Actualités du XXIème, Auteurs du XXème

Entre élections européennes, crise de l'Ukraine, commémoration du D-Day,
les reportages et documentaires fusent et suscitent bon nombre de réflexions notamment dans les cercles familiaux. Et les enfants posent des questions...


"Le patriotisme, c'est l'amour des siens. Le nationalisme, c'est la haine des autres".

Romain Gary (1914 -1980)



Je me suis contraint depuis des années (et souvent contre mon propre sentiment) à ne pas attribuer des valeurs morales aux communautés. Il n'y a pas de justice, de liberté, de courage dans un peuple alors qu'un autre en serait dépourvu: je connais et j'aime des hommes (par exemple Richard Dehmel, et même s'il me lance son encrier au visage, je ne cesserai jamais d'admirer sa colère), j'aime les langues et leurs esprits divers, mais je ne vois dans les Etats que des formes contingentes.

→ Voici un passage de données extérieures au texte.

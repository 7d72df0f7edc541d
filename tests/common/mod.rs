use std::fs;
use std::path::PathBuf;
use tempfile::TempDir;
use llamachat::session::SessionManager;
use llamachat::storage::SqliteStorage;

#[allow(dead_code)]
pub fn create_temp_storage() -> (SqliteStorage, TempDir) {
    let tmp = TempDir::new().expect("failed to create tempdir");
    let db_path = tmp.path().join("chat_sessions.db");
    let storage =
        SqliteStorage::new_with_path(db_path).expect("failed to create sqlite storage with path");
    (storage, tmp)
}

#[allow(dead_code)]
pub fn create_temp_manager() -> (SessionManager, TempDir) {
    let (storage, tmp) = create_temp_storage();
    let manager = SessionManager::load(storage).expect("failed to load sessions");
    (manager, tmp)
}

#[allow(dead_code)]
pub fn temp_config_file(contents: &str) -> (TempDir, PathBuf) {
    let temp_dir = TempDir::new().expect("failed to create tempdir");
    let config_path = temp_dir.path().join("config.yaml");
    fs::write(&config_path, contents).expect("failed to write config file");
    (temp_dir, config_path)
}

/// Build a `text/event-stream` body of chat-completion chunks ending in `[DONE]`
#[allow(dead_code)]
pub fn sse_body(deltas: &[&str]) -> String {
    let mut body = String::from(
        "data: {\"object\":\"chat.completion.chunk\",\"choices\":[{\"index\":0,\"delta\":{\"role\":\"assistant\"}}]}\n\n",
    );
    for delta in deltas {
        let chunk = serde_json::json!({
            "object": "chat.completion.chunk",
            "choices": [{ "index": 0, "delta": { "content": delta } }]
        });
        body.push_str(&format!("data: {}\n\n", chunk));
    }
    body.push_str(
        "data: {\"object\":\"chat.completion.chunk\",\"choices\":[{\"index\":0,\"delta\":{},\"finish_reason\":\"stop\"}]}\n\n",
    );
    body.push_str("data: [DONE]\n\n");
    body
}
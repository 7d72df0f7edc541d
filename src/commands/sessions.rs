use crate::cli::SessionCommand;
use crate::commands::open_storage;
use crate::config::Config;
use crate::error::Result;
use crate::providers::Role;
use crate::session::SessionManager;
use crate::storage::Session;
use colored::Colorize;
use prettytable::{format, Table};

/// Handle `sessions` subcommands
pub fn handle_sessions(config: &Config, command: SessionCommand) -> Result<()> {
    let storage = open_storage(config)?;
    let mut manager = SessionManager::load(storage)?;

    match command {
        SessionCommand::List => {
            print_session_table(&manager);
            warn_if_large(&manager, config.chat.large_session_warning);
        }
        SessionCommand::New => {
            let session = manager.create()?;
            println!(
                "{}",
                format!("Created {} ({})", session.name, session.short_id()).green()
            );
        }
        SessionCommand::Rename { id, name } => {
            let applied = manager.rename(&id, &name)?;
            println!("{}", format!("Renamed session to {}", applied).green());
        }
        SessionCommand::Delete { id } => {
            let removed = manager.delete(&id)?;
            println!(
                "{}",
                format!("Deleted {} ({})", removed.name, removed.short_id()).green()
            );
        }
        SessionCommand::Show { id } => {
            let id = manager.resolve(&id)?;
            if let Some(session) = manager.get(&id) {
                print_transcript(session);
            }
        }
    }

    Ok(())
}

/// Print the session list as a table, marking the selected session
pub fn print_session_table(manager: &SessionManager) {
    if manager.is_empty() {
        println!("{}", "No chat sessions found.".yellow());
        println!("Use {} to start one.", "/new".cyan());
        return;
    }

    let mut table = Table::new();
    table.set_format(*format::consts::FORMAT_BORDERS_ONLY);

    table.add_row(prettytable::row![
        "#".bold(),
        "ID".bold(),
        "Name".bold(),
        "Messages".bold()
    ]);

    for (index, session) in manager.sessions().iter().enumerate() {
        let selected = manager.current_id() == Some(session.id.as_str());
        let marker = if selected {
            format!("{}*", index + 1).green().bold()
        } else {
            format!("{}", index + 1).normal()
        };
        let name = if session.name.chars().count() > 40 {
            format!("{}...", session.name.chars().take(37).collect::<String>())
        } else {
            session.name.clone()
        };

        table.add_row(prettytable::row![
            marker,
            session.short_id().cyan(),
            name,
            session.messages.len()
        ]);
    }

    println!("\nChat Sessions:");
    table.printstd();
    println!();
}

/// Print every message of a session
pub fn print_transcript(session: &Session) {
    println!("\n{}", session.name.bold());
    if session.messages.is_empty() {
        println!("{}", "(no messages yet)".dimmed());
    }
    for message in &session.messages {
        let label = match message.role {
            Role::User => "you".cyan().bold(),
            Role::Assistant => "assistant".magenta().bold(),
        };
        println!("\n{}:\n{}", label, message.content);
    }
    println!();
}

/// Suggest archiving when many sessions are loaded
pub fn warn_if_large(manager: &SessionManager, threshold: usize) {
    if manager.is_large(threshold) {
        tracing::warn!(count = manager.len(), "Large number of sessions loaded");
        println!(
            "{}",
            format!(
                "You have {} sessions. Consider deleting or archiving old sessions to keep startup fast.",
                manager.len()
            )
            .yellow()
        );
    }
}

Que suis-je par exemple ? Allemand, si nous sommes rattachés à l'Allemagne, autrichien-allemand si l'Entente nous contraint à l'indépendance, tchécoslovaque parce que mon père est un Allemand de Bohême et que nous seront peut-être annexés dès demain, juif, si les juifs deviennent une minorité nationale. Ce n'est pas un destin isolé : des millions de gens ne savent pas ce qu'ils sont aujourd'hui, les Voralbergeois seront demain des Suisses - je considère tout cela comme une farce, de même que le Reich allemand de Bismarck était à mes yeux un Etat puissant, certes, mais ne s'identifiait pas avec le monde allemand (qui n'existe que dans l'invisible, dans la langue et dans l'esprit).